Moderator: Vanessa Fox, Contributing Editor, Search Engine Land

Q&A Moderator: Alex Bennert, In House SEO, Wall Street Journal


John Andrews, , Seattle SEO Consultant
Jordan LeBaron, Senior Consultant, Omniture, An Adobe Company
Branko Rihtman, R&D SEO Specialist, Whiteweb
Conrad Saam, Marketing, Avvo

And here we go!

Vanessa’s up at the podium, starting things off, going over the usual introductions, but in Vanessa’s fun way 🙂


First up is Conrad.

You hear the word “statistically relevant” – what does that mean?  If we were to test ten people in this room, and the men were all 4′ taller than the women, you’d be confident that they’re all taller.  If they’re all 4″ taller, you’d be less confident that they would be taller.  We need to look at how we come up with averages.  How confident am I in my decision?

Sometimes you don’t need to test – a major change can be seen as to its impact and it’s really obvious.

Fundamentals of testing include


Sampling Size


Confidence Interval

Types of test include:

Continuous Tests

Binary Tests


With sampling, you take some set of data and extrapolate that sampling to the population.  If you have a large data sent, you have less variability than if your data set is much smaller.

Conrad is using bell curve slides to talk about sample sizes and confidence levels. There’s no way I’m going to explain them here.

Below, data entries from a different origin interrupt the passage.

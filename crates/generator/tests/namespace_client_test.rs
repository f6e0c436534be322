//! Namespace client generation over a hand-built model

use provider_codegen_common::{
    ApiMethod, ApiOperation, CodegenError, IntermediateModel, Result, Settings,
};
use provider_codegen_generator::{NamespaceClientGenerator, SourceFormatter};
use std::fs;
use std::path::Path;

struct FailingFormatter;

impl SourceFormatter for FailingFormatter {
    fn format_file(&self, _path: &Path) -> Result<()> {
        Err(CodegenError::Formatting("gofmt not installed".to_string()))
    }
}

fn operation(name: &str, owning_type: &str) -> ApiOperation {
    ApiOperation {
        method: ApiMethod {
            name: name.to_string(),
            owning_type: owning_type.to_string(),
            file: "api/widgets_api.go".to_string(),
            params: Vec::new(),
        },
        request_shape: None,
        response_shape: None,
    }
}

fn model() -> IntermediateModel {
    IntermediateModel {
        namespace_identifier: "github.com/acme/widgets-go-client/v4@v4.0.1".to_string(),
        namespace_path: "github.com/acme/widgets-go-client/v4".to_string(),
        operations: vec![
            operation("ListWidgets", "WidgetsApi"),
            operation("GetVolumeById", "VolumeApi"),
            operation("ListVolumes", "VolumeApi"),
            operation("CallApi", "ApiClient"),
        ],
        enums: Vec::new(),
    }
}

#[test]
fn test_client_fields_and_constructor() {
    let settings = Settings::default();
    let generator = NamespaceClientGenerator::new(&settings).unwrap();

    let rendered = generator.render(&model()).unwrap();
    let source = &rendered.source;

    assert_eq!(rendered.namespace, "widgets");
    assert!(source.starts_with("package widgets\n"));
    assert!(source.contains("\"github.com/acme/widgets-go-client/v4/api\""));
    assert!(source.contains("widgets \"github.com/acme/widgets-go-client/v4/client\""));
    assert!(source.contains(
        "\"github.com/terraform-providers/terraform-provider-nutanix/nutanix/client\""
    ));

    assert!(source.contains("\tVolumeAPI *api.VolumeApi\n"));
    assert!(source.contains("\tWidgetAPIInstance *api.WidgetsApi\n"));
    assert!(source.contains("\tAPIClientInstance *widgets.ApiClient\n"));
    assert!(!source.contains("*api.ApiClient"));

    assert!(source.contains("func NewWidgetsClient(credentials client.Credentials) (*Client, error) {"));
    assert!(source.contains(
        "if credentials.Username != \"\" && credentials.Password != \"\" && credentials.Endpoint != \"\" {"
    ));
    assert!(source.contains("pcClient.Port = 9440"));
    assert!(source.contains("VolumeAPI: api.NewVolumeApi(baseClient),"));
    assert!(source.contains("WidgetAPIInstance: api.NewWidgetsApi(baseClient),"));
}

#[test]
fn test_settings_override_port_and_module() {
    let settings = Settings {
        transport_port: 443,
        provider_module: "github.com/acme/terraform-provider-acme".to_string(),
        ..Settings::default()
    };
    let generator = NamespaceClientGenerator::new(&settings).unwrap();

    let source = generator.render(&model()).unwrap().source;
    assert!(source.contains("pcClient.Port = 443"));
    assert!(source.contains("\"github.com/acme/terraform-provider-acme/nutanix/client\""));
}

#[test]
fn test_underivable_namespace_is_configuration_error() {
    let settings = Settings::default();
    let generator = NamespaceClientGenerator::new(&settings).unwrap();
    let mut model = model();
    model.namespace_path = "github.com/acme/widgets".to_string();

    let err = generator.render(&model).unwrap_err();
    assert!(matches!(err, CodegenError::Configuration(_)));
}

#[test]
fn test_generate_writes_file_when_formatter_fails() {
    let settings = Settings::default();
    let generator = NamespaceClientGenerator::new(&settings).unwrap();
    let output = tempfile::tempdir().unwrap();

    let generated = generator
        .generate(&model(), output.path(), &FailingFormatter)
        .unwrap();

    assert_eq!(generated.path, output.path().join("widgets").join("widgets.go"));
    assert!(!generated.formatted);
    let written = fs::read_to_string(&generated.path).unwrap();
    assert!(written.contains("type Client struct {"));
}

#[test]
fn test_render_from_sdk_info_file() {
    let sdk_info = serde_json::json!({
        "package": "github.com/acme/widgets-go-client/v4@v4.0.1",
        "package_path": "github.com/acme/widgets-go-client/v4",
        "api_request_response_struct": [
            {
                "api_method": {
                    "name": "ListWidgets",
                    "receiver": "WidgetsApi",
                    "file": "api/widgets_api.go",
                    "params": [{ "name": "page", "type": "*int" }]
                }
            },
            {
                "api_method": {
                    "name": "GetSnapshot",
                    "receiver": "RapidSnapshot",
                    "file": "models/snapshot.go"
                }
            }
        ]
    });
    let dir = tempfile::tempdir().unwrap();
    let path = dir.path().join("sdk_info.json");
    fs::write(&path, serde_json::to_string_pretty(&sdk_info).unwrap()).unwrap();

    let model = IntermediateModel::load(&path).unwrap();
    assert_eq!(model.operations[0].method.owning_type, "WidgetsApi");
    assert!(model.operations[1].response_shape.is_none());

    let settings = Settings::default();
    let generator = NamespaceClientGenerator::new(&settings).unwrap();
    let source = generator.render(&model).unwrap().source;

    assert!(source.contains("WidgetAPIInstance: api.NewWidgetsApi(baseClient),"));
    assert!(!source.contains("RapidSnapshot"));
}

And now it went from bad to worse.  He’s talking about using something called a “TTest” (yes, that’s correct, two “T”s in that so it sounds like  “T-Test”.  Not to be confused with the process of testing green tea vs. black tea.  We’re talking about complex functions and formulas here people.  Way over my pay scale.  And geek-quotient.

According to, what it boils down to is that you need to find out ways to improve the quality of your data by increasing the sample size of your test.  And now I’m thinking – uh, why couldn’t you have just said that in the first place?  But then probably half the attendees here are just eating this stuff up because they’re statistical fanatics. 🙂

He says you can use an A/B Testing Confidence Calculator from, which will give you a confidence level assessment based on your test sample size.  And THAT is useful, even to me!  Thanks Dude!

Conrad says there are “tons” of this type of calculator out there as well. (just Google it and you see a lot of opitons)

Seasonal variability – nobody looks for laywers during thanksgiving, so if you test for people who search for lawyers and you do so during Thanksgiving, you have a bad data set.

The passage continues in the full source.